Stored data
---+---

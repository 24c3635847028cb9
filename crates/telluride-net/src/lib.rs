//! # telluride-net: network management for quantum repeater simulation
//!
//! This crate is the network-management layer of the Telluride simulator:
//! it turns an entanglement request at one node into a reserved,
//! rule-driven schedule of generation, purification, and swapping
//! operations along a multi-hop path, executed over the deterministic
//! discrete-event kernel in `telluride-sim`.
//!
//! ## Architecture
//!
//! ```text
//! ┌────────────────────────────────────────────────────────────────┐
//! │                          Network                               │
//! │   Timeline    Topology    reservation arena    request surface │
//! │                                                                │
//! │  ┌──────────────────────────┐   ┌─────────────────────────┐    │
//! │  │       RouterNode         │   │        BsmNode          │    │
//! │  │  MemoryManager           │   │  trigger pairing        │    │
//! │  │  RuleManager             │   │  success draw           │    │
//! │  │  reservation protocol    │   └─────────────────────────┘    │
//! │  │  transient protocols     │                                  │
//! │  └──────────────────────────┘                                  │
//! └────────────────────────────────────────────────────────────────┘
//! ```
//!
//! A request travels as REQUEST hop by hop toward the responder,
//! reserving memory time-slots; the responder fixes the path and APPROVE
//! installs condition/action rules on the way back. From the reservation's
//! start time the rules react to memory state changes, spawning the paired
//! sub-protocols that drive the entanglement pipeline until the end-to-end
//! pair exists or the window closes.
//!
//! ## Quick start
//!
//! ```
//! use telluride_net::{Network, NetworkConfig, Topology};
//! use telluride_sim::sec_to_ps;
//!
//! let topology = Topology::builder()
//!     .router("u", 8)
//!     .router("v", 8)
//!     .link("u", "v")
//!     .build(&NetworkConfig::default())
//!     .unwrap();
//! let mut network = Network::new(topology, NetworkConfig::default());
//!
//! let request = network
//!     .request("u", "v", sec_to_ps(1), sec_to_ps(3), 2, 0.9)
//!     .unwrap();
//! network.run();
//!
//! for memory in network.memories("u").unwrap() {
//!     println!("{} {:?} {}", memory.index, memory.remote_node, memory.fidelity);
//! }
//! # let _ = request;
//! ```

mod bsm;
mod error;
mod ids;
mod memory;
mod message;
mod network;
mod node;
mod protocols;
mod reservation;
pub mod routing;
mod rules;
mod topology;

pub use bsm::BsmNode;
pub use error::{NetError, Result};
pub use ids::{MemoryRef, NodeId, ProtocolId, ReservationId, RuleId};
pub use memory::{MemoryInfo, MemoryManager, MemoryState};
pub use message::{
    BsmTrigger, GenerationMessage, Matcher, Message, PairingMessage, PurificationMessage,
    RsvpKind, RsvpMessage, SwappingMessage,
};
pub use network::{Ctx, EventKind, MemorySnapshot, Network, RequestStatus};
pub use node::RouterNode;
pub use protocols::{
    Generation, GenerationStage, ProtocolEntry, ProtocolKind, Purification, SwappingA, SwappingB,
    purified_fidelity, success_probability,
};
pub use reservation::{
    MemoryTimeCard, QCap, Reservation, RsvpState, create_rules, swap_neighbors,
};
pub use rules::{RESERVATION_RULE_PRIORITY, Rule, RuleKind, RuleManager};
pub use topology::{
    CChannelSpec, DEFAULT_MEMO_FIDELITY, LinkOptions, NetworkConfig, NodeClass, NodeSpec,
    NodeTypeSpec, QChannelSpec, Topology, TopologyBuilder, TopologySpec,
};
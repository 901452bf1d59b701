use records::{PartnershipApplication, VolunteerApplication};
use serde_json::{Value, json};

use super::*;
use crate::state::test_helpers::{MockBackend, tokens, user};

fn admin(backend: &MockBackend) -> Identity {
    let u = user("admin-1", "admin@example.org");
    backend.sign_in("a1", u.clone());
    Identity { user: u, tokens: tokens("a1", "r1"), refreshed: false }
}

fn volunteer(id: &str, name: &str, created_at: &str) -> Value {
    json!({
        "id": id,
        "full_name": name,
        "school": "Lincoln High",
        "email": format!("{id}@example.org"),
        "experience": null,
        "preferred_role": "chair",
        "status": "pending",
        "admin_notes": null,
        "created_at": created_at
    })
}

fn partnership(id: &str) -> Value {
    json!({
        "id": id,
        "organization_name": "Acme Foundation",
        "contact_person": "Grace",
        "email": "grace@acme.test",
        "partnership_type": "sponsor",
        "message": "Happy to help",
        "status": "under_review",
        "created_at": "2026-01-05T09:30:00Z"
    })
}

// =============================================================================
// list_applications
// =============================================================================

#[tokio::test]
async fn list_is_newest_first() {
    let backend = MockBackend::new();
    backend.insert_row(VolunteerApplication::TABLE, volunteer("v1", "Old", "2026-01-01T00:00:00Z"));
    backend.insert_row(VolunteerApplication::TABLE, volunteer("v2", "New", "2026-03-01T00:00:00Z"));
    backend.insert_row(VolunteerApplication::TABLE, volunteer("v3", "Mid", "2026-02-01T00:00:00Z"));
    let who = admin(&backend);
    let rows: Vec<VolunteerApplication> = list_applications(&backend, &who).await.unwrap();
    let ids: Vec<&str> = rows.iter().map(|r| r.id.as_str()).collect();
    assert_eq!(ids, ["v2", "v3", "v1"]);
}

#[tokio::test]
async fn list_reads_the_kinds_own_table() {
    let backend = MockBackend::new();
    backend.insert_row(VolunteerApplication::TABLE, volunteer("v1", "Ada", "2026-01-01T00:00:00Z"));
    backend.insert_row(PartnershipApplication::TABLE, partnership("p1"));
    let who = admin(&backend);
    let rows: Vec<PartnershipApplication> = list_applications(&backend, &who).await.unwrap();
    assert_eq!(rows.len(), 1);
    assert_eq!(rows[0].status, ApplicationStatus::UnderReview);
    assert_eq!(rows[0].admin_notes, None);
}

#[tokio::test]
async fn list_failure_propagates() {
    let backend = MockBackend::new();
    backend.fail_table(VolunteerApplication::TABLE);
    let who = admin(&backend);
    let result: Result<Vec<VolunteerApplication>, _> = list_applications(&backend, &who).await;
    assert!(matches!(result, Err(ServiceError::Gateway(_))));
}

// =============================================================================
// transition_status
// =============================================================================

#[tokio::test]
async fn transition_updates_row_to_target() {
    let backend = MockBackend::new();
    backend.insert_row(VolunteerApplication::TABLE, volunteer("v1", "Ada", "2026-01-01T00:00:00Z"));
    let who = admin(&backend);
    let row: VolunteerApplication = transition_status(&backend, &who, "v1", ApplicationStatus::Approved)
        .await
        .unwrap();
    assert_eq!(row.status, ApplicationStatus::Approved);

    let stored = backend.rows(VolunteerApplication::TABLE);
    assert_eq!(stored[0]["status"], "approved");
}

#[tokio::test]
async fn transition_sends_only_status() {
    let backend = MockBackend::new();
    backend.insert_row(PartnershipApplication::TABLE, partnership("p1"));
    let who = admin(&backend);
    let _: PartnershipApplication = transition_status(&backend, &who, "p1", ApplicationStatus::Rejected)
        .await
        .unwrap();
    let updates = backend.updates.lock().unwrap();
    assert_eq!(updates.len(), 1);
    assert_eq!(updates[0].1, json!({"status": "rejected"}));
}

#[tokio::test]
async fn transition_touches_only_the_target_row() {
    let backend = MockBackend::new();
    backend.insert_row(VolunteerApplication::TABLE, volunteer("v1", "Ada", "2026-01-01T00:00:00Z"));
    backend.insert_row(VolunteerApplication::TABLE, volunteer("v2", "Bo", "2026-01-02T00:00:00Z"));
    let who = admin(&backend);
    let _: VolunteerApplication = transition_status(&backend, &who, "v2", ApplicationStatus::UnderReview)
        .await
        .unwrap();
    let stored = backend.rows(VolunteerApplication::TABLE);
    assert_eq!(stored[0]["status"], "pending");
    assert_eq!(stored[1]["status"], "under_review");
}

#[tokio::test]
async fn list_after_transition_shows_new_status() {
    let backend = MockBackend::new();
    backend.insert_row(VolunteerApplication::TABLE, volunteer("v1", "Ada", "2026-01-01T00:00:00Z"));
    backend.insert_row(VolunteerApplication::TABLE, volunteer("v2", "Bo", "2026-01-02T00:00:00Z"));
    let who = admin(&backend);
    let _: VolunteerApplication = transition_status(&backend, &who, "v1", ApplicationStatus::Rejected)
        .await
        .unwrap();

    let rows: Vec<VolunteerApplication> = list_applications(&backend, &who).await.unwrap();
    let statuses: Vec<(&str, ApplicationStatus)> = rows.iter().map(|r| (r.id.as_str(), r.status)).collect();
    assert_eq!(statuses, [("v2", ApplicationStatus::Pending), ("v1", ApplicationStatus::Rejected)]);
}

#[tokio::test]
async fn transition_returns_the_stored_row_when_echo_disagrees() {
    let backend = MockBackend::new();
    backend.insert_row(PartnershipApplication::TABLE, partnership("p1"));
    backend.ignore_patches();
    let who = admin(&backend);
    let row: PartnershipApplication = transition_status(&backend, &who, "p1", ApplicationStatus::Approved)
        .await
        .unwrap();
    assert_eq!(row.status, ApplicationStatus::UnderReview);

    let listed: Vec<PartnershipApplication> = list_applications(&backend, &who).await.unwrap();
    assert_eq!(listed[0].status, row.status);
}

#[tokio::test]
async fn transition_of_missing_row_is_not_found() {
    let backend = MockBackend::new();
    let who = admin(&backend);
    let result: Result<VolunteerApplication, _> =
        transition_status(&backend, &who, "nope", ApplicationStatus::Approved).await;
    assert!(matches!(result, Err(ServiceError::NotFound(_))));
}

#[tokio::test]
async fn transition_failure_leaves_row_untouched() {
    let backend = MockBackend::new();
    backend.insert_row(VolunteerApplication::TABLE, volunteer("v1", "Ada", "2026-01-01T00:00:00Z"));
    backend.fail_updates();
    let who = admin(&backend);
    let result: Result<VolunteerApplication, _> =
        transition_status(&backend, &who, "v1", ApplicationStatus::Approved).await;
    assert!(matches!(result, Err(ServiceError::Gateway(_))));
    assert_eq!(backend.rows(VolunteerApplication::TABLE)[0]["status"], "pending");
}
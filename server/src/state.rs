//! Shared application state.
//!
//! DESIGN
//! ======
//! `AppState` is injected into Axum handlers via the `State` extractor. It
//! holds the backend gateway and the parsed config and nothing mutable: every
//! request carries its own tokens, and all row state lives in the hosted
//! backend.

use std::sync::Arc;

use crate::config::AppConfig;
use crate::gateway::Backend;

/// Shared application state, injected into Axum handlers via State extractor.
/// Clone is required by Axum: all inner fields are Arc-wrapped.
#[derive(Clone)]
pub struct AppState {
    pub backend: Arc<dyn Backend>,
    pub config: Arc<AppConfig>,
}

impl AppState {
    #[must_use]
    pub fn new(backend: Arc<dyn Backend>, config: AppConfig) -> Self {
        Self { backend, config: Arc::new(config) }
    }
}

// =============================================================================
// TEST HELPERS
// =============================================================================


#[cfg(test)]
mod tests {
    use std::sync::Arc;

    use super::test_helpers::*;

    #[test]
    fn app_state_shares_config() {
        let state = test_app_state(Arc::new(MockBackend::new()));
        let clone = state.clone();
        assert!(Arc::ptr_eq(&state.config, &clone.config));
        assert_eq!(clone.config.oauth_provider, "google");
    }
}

---+---

Try it ▸ In how many lines of the records does the word "AppState" appear? Give the number alone.

Answer box ▸ 3